The crucial invariant in our out-of-gas checking method is that at any point in the program's execution, we have not used more gas than we have available; that is ``gas'' is at most the gas allocation for the transaction (which is stored separately by the kernel). We assume that the gas allocation will never be $2^{32}$ or more, so if ``gas'' does not fit in one limb, then we've run out of gas.
When a native instruction (one that is not a syscall) is executed, a constraint ensures that the ``gas'' register is increased by the correct amount. This is not automatic for syscalls; the syscall handler itself must calculate and charge the appropriate amount.
If everything goes smoothly and we have not run out of gas, ``gas'' should be no more than the gas allowance at the point that we STOP, REVERT, stack overflow, or whatever. Indeed, because we assume that the gas overflow handler is invoked \textit{as soon as} we've run out of gas, all these termination methods verify that $\texttt{gas} \leq \texttt{allowance}$, and jump to \texttt{exc\_out\_of\_gas} if this is not the case.
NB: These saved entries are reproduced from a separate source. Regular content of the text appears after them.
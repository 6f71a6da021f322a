mod api;
mod blockchain;
mod config;
mod error;
mod node;
mod storage;
mod sync;
mod transaction;
mod wallet;

use actix_web::{App, HttpServer, web};
use dotenvy::dotenv;
use log::{info, warn};
use std::io;
use std::sync::Arc;

use api::AppState;
use blockchain::Blockchain;
use config::NodeConfig;
use node::Node;
use storage::FileStorage;
use sync::HttpPeerClient;
use wallet::Wallet;

fn main() -> io::Result<()> {
    let _ = dotenv();
    env_logger::init();

    let config = NodeConfig::from_env();

    let mut wallet = Wallet::new(&config.data_dir, &config.node_id);
    if wallet.load_keys().is_err() {
        warn!("no wallet for node {}, create one via POST /wallet", config.node_id);
    }

    let storage = FileStorage::new(&config.data_dir, &config.node_id);
    info!("persisting state to {}", storage.path().display());
    let ledger = Blockchain::new(wallet.public_key.clone(), Box::new(storage));
    // The blocking client is built outside the async runtime.
    let peers = HttpPeerClient::new(config.peer_timeout).map_err(io::Error::other)?;
    let state = web::Data::new(AppState::new(Node::new(ledger, Arc::new(peers)), wallet));

    info!(
        "⛓️ Starting ledger node {} at http://{}:{}",
        config.node_id, config.host, config.port
    );

    actix_web::rt::System::new().block_on(serve(config, state.clone()))
}

async fn serve(config: NodeConfig, state: web::Data<AppState>) -> io::Result<()> {
    HttpServer::new(move || {
        App::new()
            .app_data(state.clone())
            .configure(api::init_routes)
    })
    .bind((config.host.as_str(), config.port))?
    .run()
    .await
}
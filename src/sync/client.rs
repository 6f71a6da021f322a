use log::debug;
use reqwest::blocking::Client;
use std::time::Duration;

use super::{BlockEnvelope, PeerClient, PeerStatus};
use crate::blockchain::Block;
use crate::error::SyncError;
use crate::transaction::Transaction;

/// Plain HTTP transport using a blocking reqwest client.
///
/// Must be driven from a blocking context (e.g. `web::block`), never directly
/// from an async handler.
#[derive(Debug, Clone)]
pub struct HttpPeerClient {
    client: Client,
}

impl HttpPeerClient {
    pub fn new(timeout: Duration) -> Result<Self, SyncError> {
        let client = Client::builder().timeout(timeout).build()?;
        Ok(Self { client })
    }

    fn url(peer: &str, path: &str) -> String {
        if peer.contains("://") {
            format!("{}/{path}", peer.trim_end_matches('/'))
        } else {
            format!("http://{peer}/{path}")
        }
    }
}

impl PeerClient for HttpPeerClient {
    fn post_transaction(&self, peer: &str, tx: &Transaction) -> Result<PeerStatus, SyncError> {
        let url = Self::url(peer, "broadcast-transaction");
        let status = self.client.post(&url).json(tx).send()?.status();
        debug!("POST {url} -> {status}");
        Ok(PeerStatus::from_code(status.as_u16()))
    }

    fn post_block(&self, peer: &str, block: &Block) -> Result<PeerStatus, SyncError> {
        let url = Self::url(peer, "broadcast-block");
        let body = BlockEnvelope {
            block: block.clone(),
        };
        let status = self.client.post(&url).json(&body).send()?.status();
        debug!("POST {url} -> {status}");
        Ok(PeerStatus::from_code(status.as_u16()))
    }

    fn fetch_chain(&self, peer: &str) -> Result<Vec<Block>, SyncError> {
        let url = Self::url(peer, "chain");
        let response = self.client.get(&url).send()?;
        let status = response.status();
        if !status.is_success() {
            return Err(SyncError::Status(status.as_u16()));
        }
        let body = response.bytes()?;
        serde_json::from_slice(&body).map_err(|err| SyncError::Decode(err.to_string()))
    }
}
This is also true for the out-of-gas handler, which checks that:
\begin{enumerate}
\item we have not yet run out of gas
\item we are about to run out of gas
\end{enumerate}
and ``PANIC'' if either of those statements does not hold.
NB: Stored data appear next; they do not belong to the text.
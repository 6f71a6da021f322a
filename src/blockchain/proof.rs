use std::sync::Arc;
use std::sync::atomic::{AtomicBool, Ordering};

use super::DIFFICULTY_PREFIX;
use super::block::sha256_hex;
use crate::transaction::{Transaction, TxPayload};

/// Shared flag used to stop a running proof search.
#[derive(Debug, Clone, Default)]
pub struct CancelToken(Arc<AtomicBool>);

impl CancelToken {
    pub fn new() -> Self {
        Self::default()
    }

    pub fn cancel(&self) {
        self.0.store(true, Ordering::Relaxed);
    }

    pub fn is_cancelled(&self) -> bool {
        self.0.load(Ordering::Relaxed)
    }

    /// Whether both handles share one flag.
    pub fn same(&self, other: &Self) -> bool {
        Arc::ptr_eq(&self.0, &other.0)
    }
}

/// Hash input for a proof guess: canonical transaction list, last hash, proof.
fn guess(transactions: &[Transaction], last_hash: &str, proof: u64) -> String {
    let payloads: Vec<TxPayload<'_>> = transactions.iter().map(Transaction::payload).collect();
    let txs = serde_json::to_string(&payloads).unwrap_or_default();
    format!("{txs}{last_hash}{proof}")
}

/// A proof is valid when the guess hash starts with two zero hex digits.
pub fn valid_proof(transactions: &[Transaction], last_hash: &str, proof: u64) -> bool {
    sha256_hex(guess(transactions, last_hash, proof).as_bytes()).starts_with(DIFFICULTY_PREFIX)
}

/// Search proofs 0, 1, 2, ... until one is valid.
#[cfg(test)]
pub fn find_proof(transactions: &[Transaction], last_hash: &str) -> u64 {
    let mut proof = 0u64;
    while !valid_proof(transactions, last_hash, proof) {
        proof = proof.wrapping_add(1);
    }
    proof
}

/// Search proofs 0, 1, 2, ... until one is valid, checking `cancel` before
/// every attempt.
pub fn find_proof_cancellable(
    transactions: &[Transaction],
    last_hash: &str,
    cancel: &CancelToken,
) -> Option<u64> {
    let mut proof = 0u64;
    loop {
        if cancel.is_cancelled() {
            return None;
        }
        if valid_proof(transactions, last_hash, proof) {
            return Some(proof);
        }
        proof = proof.wrapping_add(1);
    }
}
use serde::{Deserialize, Serialize};
use sha2::{Digest, Sha256};

use super::MINING_SENDER;

/// A value transfer from `sender` to `recipient`.
///
/// `sender` is the hex-encoded compressed public key of the payer, or
/// [`MINING_SENDER`] for block rewards.
#[derive(Debug, Clone, PartialEq, Eq, Serialize, Deserialize)]
pub struct Transaction {
    pub sender: String,
    pub recipient: String,
    pub amount: u64,
    /// Hex-encoded DER ECDSA signature (empty for rewards)
    pub signature: String,
}

/// The signed part of a transaction. Field order is the canonical key order.
#[derive(Debug, Serialize)]
pub struct TxPayload<'a> {
    pub sender: &'a str,
    pub recipient: &'a str,
    pub amount: u64,
}

impl Transaction {
    pub fn new(sender: &str, recipient: &str, signature: &str, amount: u64) -> Self {
        Self {
            sender: sender.to_string(),
            recipient: recipient.to_string(),
            amount,
            signature: signature.to_string(),
        }
    }

    /// Reward transaction crediting `recipient` (no signature).
    pub fn reward(recipient: &str, amount: u64) -> Self {
        Self::new(MINING_SENDER, recipient, "", amount)
    }

    pub fn is_reward(&self) -> bool {
        self.sender == MINING_SENDER
    }

    pub fn payload(&self) -> TxPayload<'_> {
        TxPayload {
            sender: &self.sender,
            recipient: &self.recipient,
            amount: self.amount,
        }
    }

    /// Canonical signing payload: `{"sender":..,"recipient":..,"amount":..}`.
    /// The signature is excluded so the payload does not depend on it.
    pub fn signing_payload(&self) -> Vec<u8> {
        signing_payload(&self.sender, &self.recipient, self.amount)
    }

    /// SHA-256 of the signing payload.
    pub fn sighash(&self) -> [u8; 32] {
        sighash(&self.sender, &self.recipient, self.amount)
    }
}

pub fn signing_payload(sender: &str, recipient: &str, amount: u64) -> Vec<u8> {
    let payload = TxPayload {
        sender,
        recipient,
        amount,
    };
    // Serializing a struct of strings and an integer cannot fail.
    serde_json::to_vec(&payload).unwrap_or_default()
}

pub fn sighash(sender: &str, recipient: &str, amount: u64) -> [u8; 32] {
    let mut hasher = Sha256::new();
    hasher.update(signing_payload(sender, recipient, amount));
    hasher.finalize().into()
}
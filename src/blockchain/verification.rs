use log::debug;

use super::Block;
use super::proof::valid_proof;

/// Replay a whole chain. Indices must run 0..N-1; past that the genesis
/// block is not checked.
pub fn verify_chain(chain: &[Block]) -> bool {
    if let Some((i, block)) = chain
        .iter()
        .enumerate()
        .find(|(i, block)| block.index != *i as u64)
    {
        debug!("chain invalid: block at height {i} carries index {}", block.index);
        return false;
    }
    for (i, pair) in chain.windows(2).enumerate() {
        let (previous, block) = (&pair[0], &pair[1]);
        if block.previous_hash != previous.hash() {
            debug!("chain invalid: block {} does not link to its predecessor", i + 1);
            return false;
        }
        if !valid_proof(block.proof_transactions(), &block.previous_hash, block.proof) {
            debug!("chain invalid: proof of work of block {} is invalid", i + 1);
            return false;
        }
    }
    true
}
use super::Block;
use crate::transaction::Transaction;

/// Balance of `participant`: everything received in the chain minus everything
/// sent in the chain and in the open pool. No clamping.
pub fn balance_of(chain: &[Block], open_transactions: &[Transaction], participant: &str) -> i128 {
    let committed = chain.iter().flat_map(|b| b.transactions.iter());

    let received: i128 = committed
        .clone()
        .filter(|tx| tx.recipient == participant)
        .map(|tx| i128::from(tx.amount))
        .sum();

    let sent: i128 = committed
        .chain(open_transactions.iter())
        .filter(|tx| tx.sender == participant)
        .map(|tx| i128::from(tx.amount))
        .sum();

    received - sent
}
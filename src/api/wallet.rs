use actix_web::{HttpResponse, Responder, get, post, web};
use log::{error, info};

use super::models::{AppState, MessageResponse, WalletResponse};
use crate::wallet::Wallet;

fn wallet_response(state: &AppState, wallet: &Wallet) -> Option<WalletResponse> {
    let public_key = wallet.public_key.clone()?;
    let private_key = wallet.private_key.clone()?;
    let funds = state.node.balance(&public_key);
    Some(WalletResponse {
        public_key,
        private_key,
        funds,
    })
}

/// Generate and save a new key pair; it becomes the node's mining identity.
#[post("/wallet")]
pub async fn create_wallet(state: web::Data<AppState>) -> impl Responder {
    let mut wallet = state.wallet();
    wallet.create_keys();
    if let Err(err) = wallet.save_keys() {
        error!("POST /wallet - saving keys failed: {err}");
        return HttpResponse::InternalServerError()
            .json(MessageResponse::new("Saving the keys failed."));
    }
    state.node.set_identity(wallet.public_key.clone());
    info!("POST /wallet - new identity created");
    match wallet_response(&state, &wallet) {
        Some(resp) => HttpResponse::Created().json(resp),
        None => HttpResponse::InternalServerError().json(MessageResponse::new("Saving the keys failed.")),
    }
}

/// Load the saved key pair from disk.
#[get("/wallet")]
pub async fn load_wallet(state: web::Data<AppState>) -> impl Responder {
    let mut wallet = state.wallet();
    if let Err(err) = wallet.load_keys() {
        error!("GET /wallet - loading keys failed: {err}");
        return HttpResponse::InternalServerError()
            .json(MessageResponse::new("Loading the keys failed."));
    }
    state.node.set_identity(wallet.public_key.clone());
    match wallet_response(&state, &wallet) {
        Some(resp) => HttpResponse::Created().json(resp),
        None => HttpResponse::InternalServerError().json(MessageResponse::new("Loading the keys failed.")),
    }
}
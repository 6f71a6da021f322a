use actix_web::{HttpResponse, Responder, get};

#[get("/health")]
pub async fn health_check() -> impl Responder {
    HttpResponse::Ok().body("Ledger node is up and running 🦀")
}
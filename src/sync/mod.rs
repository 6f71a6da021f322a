//! Peer communication: broadcasting transactions and blocks, fetching chains.

pub mod client;

use log::{info, warn};
use serde::{Deserialize, Serialize};

use crate::blockchain::Block;
use crate::error::SyncError;
use crate::transaction::Transaction;

pub use client::HttpPeerClient;

/// Body of `POST /broadcast-block`.
#[derive(Debug, Clone, PartialEq, Eq, Serialize, Deserialize)]
pub struct BlockEnvelope {
    pub block: Block,
}

/// How a peer answered a broadcast.
#[derive(Debug, Clone, Copy, PartialEq, Eq)]
pub enum PeerStatus {
    Accepted,
    /// 400 or 500: the peer declined the payload.
    Rejected(u16),
    /// 409: the peer's chain disagrees with ours.
    Conflict,
    Other(u16),
}

impl PeerStatus {
    pub fn from_code(code: u16) -> Self {
        match code {
            200..=299 => Self::Accepted,
            400 | 500 => Self::Rejected(code),
            409 => Self::Conflict,
            other => Self::Other(other),
        }
    }
}

/// Transport to other nodes. Each call targets exactly one peer.
pub trait PeerClient: Send + Sync {
    fn post_transaction(&self, peer: &str, tx: &Transaction) -> Result<PeerStatus, SyncError>;
    fn post_block(&self, peer: &str, block: &Block) -> Result<PeerStatus, SyncError>;
    fn fetch_chain(&self, peer: &str) -> Result<Vec<Block>, SyncError>;
}

/// Outcome of delivering one payload to one peer.
#[derive(Debug)]
pub struct Delivery {
    pub peer: String,
    pub result: Result<PeerStatus, SyncError>,
}

/// Per-peer outcomes of a broadcast.
#[derive(Debug, Default)]
pub struct BroadcastReport {
    pub deliveries: Vec<Delivery>,
}

impl BroadcastReport {
    pub fn has_conflict(&self) -> bool {
        self.deliveries
            .iter()
            .any(|d| matches!(d.result, Ok(PeerStatus::Conflict)))
    }

    pub fn rejected(&self) -> impl Iterator<Item = &str> {
        self.deliveries.iter().filter_map(|d| match d.result {
            Ok(PeerStatus::Rejected(_)) => Some(d.peer.as_str()),
            _ => None,
        })
    }

    pub fn unreachable(&self) -> impl Iterator<Item = &str> {
        self.deliveries
            .iter()
            .filter(|d| d.result.is_err())
            .map(|d| d.peer.as_str())
    }

    pub fn accepted(&self) -> usize {
        self.deliveries
            .iter()
            .filter(|d| matches!(d.result, Ok(PeerStatus::Accepted)))
            .count()
    }
}

/// Send to every peer independently; one failure never stops the others.
fn broadcast<F>(peers: &[String], what: &str, send: F) -> BroadcastReport
where
    F: Fn(&str) -> Result<PeerStatus, SyncError>,
{
    let mut report = BroadcastReport::default();
    for peer in peers {
        let result = send(peer);
        match &result {
            Ok(PeerStatus::Accepted) => {}
            Ok(PeerStatus::Rejected(code)) => {
                warn!("{what} declined by {peer} (status {code}), needs resolving");
            }
            Ok(PeerStatus::Conflict) => info!("{peer} reported a conflict for {what}"),
            Ok(PeerStatus::Other(code)) => warn!("unexpected status {code} from {peer} for {what}"),
            Err(err) => warn!("skipping {peer} for {what}: {err}"),
        }
        report.deliveries.push(Delivery {
            peer: peer.clone(),
            result,
        });
    }
    report
}

pub fn broadcast_transaction(
    client: &dyn PeerClient,
    peers: &[String],
    tx: &Transaction,
) -> BroadcastReport {
    broadcast(peers, "transaction", |peer| client.post_transaction(peer, tx))
}

pub fn broadcast_block(client: &dyn PeerClient, peers: &[String], block: &Block) -> BroadcastReport {
    broadcast(peers, "block", |peer| client.post_block(peer, block))
}

/// Fetch every peer's chain, skipping peers that fail or send garbage.
pub fn fetch_chains(client: &dyn PeerClient, peers: &[String]) -> Vec<Vec<Block>> {
    peers
        .iter()
        .filter_map(|peer| match client.fetch_chain(peer) {
            Ok(chain) => Some(chain),
            Err(err) => {
                warn!("skipping chain of {peer}: {err}");
                None
            }
        })
        .collect()
}

#[cfg(test)]
pub(crate) mod mock {
    use super::*;
    use std::collections::HashMap;
    use std::sync::Mutex;

    /// Scripted peers: fixed answers per peer, plus a log of what was sent.
    #[derive(Default)]
    pub struct MockPeers {
        pub tx_status: HashMap<String, u16>,
        pub block_status: HashMap<String, u16>,
        pub chains: HashMap<String, Vec<Block>>,
        pub sent_transactions: Mutex<Vec<(String, Transaction)>>,
        pub sent_blocks: Mutex<Vec<(String, Block)>>,
    }

    impl PeerClient for MockPeers {
        fn post_transaction(&self, peer: &str, tx: &Transaction) -> Result<PeerStatus, SyncError> {
            let code = *self.tx_status.get(peer).ok_or(SyncError::Status(503))?;
            self.sent_transactions
                .lock()
                .unwrap()
                .push((peer.to_string(), tx.clone()));
            Ok(PeerStatus::from_code(code))
        }

        fn post_block(&self, peer: &str, block: &Block) -> Result<PeerStatus, SyncError> {
            let code = *self.block_status.get(peer).ok_or(SyncError::Status(503))?;
            self.sent_blocks
                .lock()
                .unwrap()
                .push((peer.to_string(), block.clone()));
            Ok(PeerStatus::from_code(code))
        }

        fn fetch_chain(&self, peer: &str) -> Result<Vec<Block>, SyncError> {
            self.chains
                .get(peer)
                .cloned()
                .ok_or_else(|| SyncError::Decode(format!("no chain for {peer}")))
        }
    }
}

#[cfg(test)]
mod tests {
    use super::mock::MockPeers;
    use super::*;
    use crate::blockchain::testing::valid_chain;

    fn peers(names: &[&str]) -> Vec<String> {
        names.iter().map(|n| n.to_string()).collect()
    }

    #[test]
    fn status_codes_map_to_outcomes() {
        assert_eq!(PeerStatus::from_code(201), PeerStatus::Accepted);
        assert_eq!(PeerStatus::from_code(400), PeerStatus::Rejected(400));
        assert_eq!(PeerStatus::from_code(500), PeerStatus::Rejected(500));
        assert_eq!(PeerStatus::from_code(409), PeerStatus::Conflict);
        assert_eq!(PeerStatus::from_code(404), PeerStatus::Other(404));
    }

    #[test]
    fn broadcast_reaches_every_peer_despite_failures() {
        let mut mock = MockPeers::default();
        mock.tx_status.insert("a".into(), 201);
        mock.tx_status.insert("c".into(), 500);
        mock.tx_status.insert("d".into(), 201);

        let tx = Transaction::new("x", "y", "s", 1);
        let report = broadcast_transaction(&mock, &peers(&["a", "b", "c", "d"]), &tx);

        assert_eq!(report.deliveries.len(), 4);
        assert_eq!(report.accepted(), 2);
        assert_eq!(report.unreachable().collect::<Vec<_>>(), vec!["b"]);
        assert_eq!(report.rejected().collect::<Vec<_>>(), vec!["c"]);
        assert!(!report.has_conflict());
        assert_eq!(mock.sent_transactions.lock().unwrap().len(), 3);
    }

    #[test]
    fn block_conflict_is_reported() {
        let mut mock = MockPeers::default();
        mock.block_status.insert("a".into(), 201);
        mock.block_status.insert("b".into(), 409);

        let block = valid_chain(2).pop().unwrap();
        let report = broadcast_block(&mock, &peers(&["a", "b"]), &block);
        assert!(report.has_conflict());
    }

    #[test]
    fn fetch_skips_failing_peers() {
        let mut mock = MockPeers::default();
        mock.chains.insert("a".into(), valid_chain(3));
        let chains = fetch_chains(&mock, &peers(&["a", "missing"]));
        assert_eq!(chains.len(), 1);
        assert_eq!(chains[0].len(), 3);
    }

    #[test]
    fn block_envelope_wire_shape() {
        let block = Block::genesis();
        let json = serde_json::to_value(BlockEnvelope { block }).unwrap();
        assert_eq!(json["block"]["index"], 0);
        assert_eq!(json["block"]["proof"], 100);
        assert_eq!(json["block"]["previous_hash"], "");
        assert!(json["block"]["transactions"].as_array().unwrap().is_empty());
    }
}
When we do run out of gas, however, this event must be handled. Syscalls are responsible for checking that their execution would not cause the transaction to run out of gas. If the syscall detects that it would need to charge more gas than available, it aborts the transaction (or the current code) by jumping to \texttt{fault\_exception}. In fact, \texttt{fault\_exception} is in charge of handling all exceptional halts in the kernel.
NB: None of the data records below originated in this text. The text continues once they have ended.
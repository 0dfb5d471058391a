//! In-memory workflow store
//!
//! Owns the workflow records and enforces cross-record rules the overlay
//! types cannot see on their own, most notably the one-acceptance-per-
//! project constraint. Creation through the store is atomic: the record
//! and its backing document either both exist or neither does.

use crate::{
    ChangeRequest, CreateAcceptance, CreateChangeRequest, CreateHandover, PilotAcceptance,
    PilotHandover, WorkflowError, WorkflowResult,
};
use oms_document::{DocumentEngine, TemplateRegistry};
use oms_types::{Actor, Project, ProjectId, WorkflowId};
use std::collections::HashMap;

#[derive(Default)]
pub struct WorkflowStore {
    change_requests: HashMap<WorkflowId, ChangeRequest>,
    acceptances: HashMap<WorkflowId, PilotAcceptance>,
    handovers: HashMap<WorkflowId, PilotHandover>,
    acceptance_by_project: HashMap<ProjectId, WorkflowId>,
}

impl WorkflowStore {
    pub fn new() -> Self {
        Self::default()
    }

    pub fn create_change_request(
        &mut self,
        project: &Project,
        request: CreateChangeRequest,
        actor: &Actor,
        registry: &TemplateRegistry,
        engine: &DocumentEngine,
    ) -> WorkflowResult<WorkflowId> {
        let record = ChangeRequest::create(project, request, actor, registry, engine)?;
        let id = record.id;
        self.change_requests.insert(id, record);
        Ok(id)
    }

    /// Create an acceptance record, enforcing the 1:1 rule per project.
    pub fn create_acceptance(
        &mut self,
        project: &Project,
        request: CreateAcceptance,
        actor: &Actor,
        registry: &TemplateRegistry,
        engine: &DocumentEngine,
    ) -> WorkflowResult<WorkflowId> {
        if self.acceptance_by_project.contains_key(&project.id) {
            return Err(WorkflowError::AcceptanceExists(project.id));
        }
        let record = PilotAcceptance::create(project, request, actor, registry, engine)?;
        let id = record.id;
        self.acceptance_by_project.insert(project.id, id);
        self.acceptances.insert(id, record);
        Ok(id)
    }

    pub fn create_handover(
        &mut self,
        project: &Project,
        request: CreateHandover,
        actor: &Actor,
        registry: &TemplateRegistry,
        engine: &DocumentEngine,
    ) -> WorkflowResult<WorkflowId> {
        let record = PilotHandover::create(project, request, actor, registry, engine)?;
        let id = record.id;
        self.handovers.insert(id, record);
        Ok(id)
    }

    pub fn change_request(&self, id: WorkflowId) -> WorkflowResult<&ChangeRequest> {
        self.change_requests
            .get(&id)
            .ok_or(WorkflowError::RecordNotFound(id))
    }

    pub fn change_request_mut(&mut self, id: WorkflowId) -> WorkflowResult<&mut ChangeRequest> {
        self.change_requests
            .get_mut(&id)
            .ok_or(WorkflowError::RecordNotFound(id))
    }

    pub fn acceptance(&self, id: WorkflowId) -> WorkflowResult<&PilotAcceptance> {
        self.acceptances
            .get(&id)
            .ok_or(WorkflowError::RecordNotFound(id))
    }

    pub fn acceptance_mut(&mut self, id: WorkflowId) -> WorkflowResult<&mut PilotAcceptance> {
        self.acceptances
            .get_mut(&id)
            .ok_or(WorkflowError::RecordNotFound(id))
    }

    pub fn handover(&self, id: WorkflowId) -> WorkflowResult<&PilotHandover> {
        self.handovers
            .get(&id)
            .ok_or(WorkflowError::RecordNotFound(id))
    }

    pub fn handover_mut(&mut self, id: WorkflowId) -> WorkflowResult<&mut PilotHandover> {
        self.handovers
            .get_mut(&id)
            .ok_or(WorkflowError::RecordNotFound(id))
    }

    pub fn acceptance_for_project(&self, project_id: ProjectId) -> Option<&PilotAcceptance> {
        self.acceptance_by_project
            .get(&project_id)
            .and_then(|id| self.acceptances.get(id))
    }

    pub fn change_requests_for_project(&self, project_id: ProjectId) -> Vec<&ChangeRequest> {
        self.change_requests
            .values()
            .filter(|r| r.project_id == project_id)
            .collect()
    }

    pub fn handovers_for_project(&self, project_id: ProjectId) -> Vec<&PilotHandover> {
        self.handovers
            .values()
            .filter(|r| r.project_id == project_id)
            .collect()
    }
}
Native instructions do this differently. If the prover notices that execution of the instruction would cause an out-of-gas error, it must jump to the appropriate handler instead of executing the instruction. (The handler contains special code that PANICs if the prover invoked it incorrectly.)
\subsubsection{Overflow}
We must be careful to ensure that ``gas'' does not overflow to prevent denial of service attacks.
Note that a syscall cannot be the instruction that causes an overflow. This is because every syscall is required to verify that its execution does not cause us to exceed the gas limit. Upon entry into a syscall, a constraint verifies that $\texttt{gas} < 2^{32}$. Some syscalls may have to be careful to ensure that the gas check is performed correctly (for example, that overflow modulo $2^{256}$ does not occur). So we can assume that upon entry and exit out of a syscall, $\texttt{gas} < 2^{32}$.
Similarly, native instructions alone cannot cause wraparound. The most expensive instruction, JUMPI, costs 10 gas. Even if we were to execute $2^{32}$ consecutive JUMPI instructions, the maximum length of a trace, we are nowhere close to consuming $2^{64} - 2^{32} + 1$ (= Goldilocks prime) gas.
The final scenario we must tackle is an expensive syscall followed by many expensive native instructions. Upon exit from a syscall, $\texttt{gas} < 2^{32}$. Again, even if that syscall is followed by $2^{32}$ native instructions of cost 10, we do not see wraparound modulo Goldilocks.
\subsection{Exceptions}
\label{exceptions}
Sometimes, when executing user code (i.e. contract or transaction code), the EVM halts exceptionally (i.e. outside of a STOP, a RETURN or a REVERT).
When this happens, the CPU table invokes a special instruction with a dedicated operation flag \texttt{exception}.
Exceptions can only happen in user mode; triggering an exception in kernel mode would make the proof unverifiable.
No matter the exception, the handling is the same:
-- The opcode which would trigger the exception is not executed. The operation flag set is \texttt{exception} instead of the opcode's flag.
-- We push a value to the stack which contains: the current program counter (to retrieve the faulty opcode), and the current value of \texttt{gas\_used}.
The program counter is then set to the corresponding exception handler in the kernel (e.g. \texttt{exc\_out\_of\_gas}).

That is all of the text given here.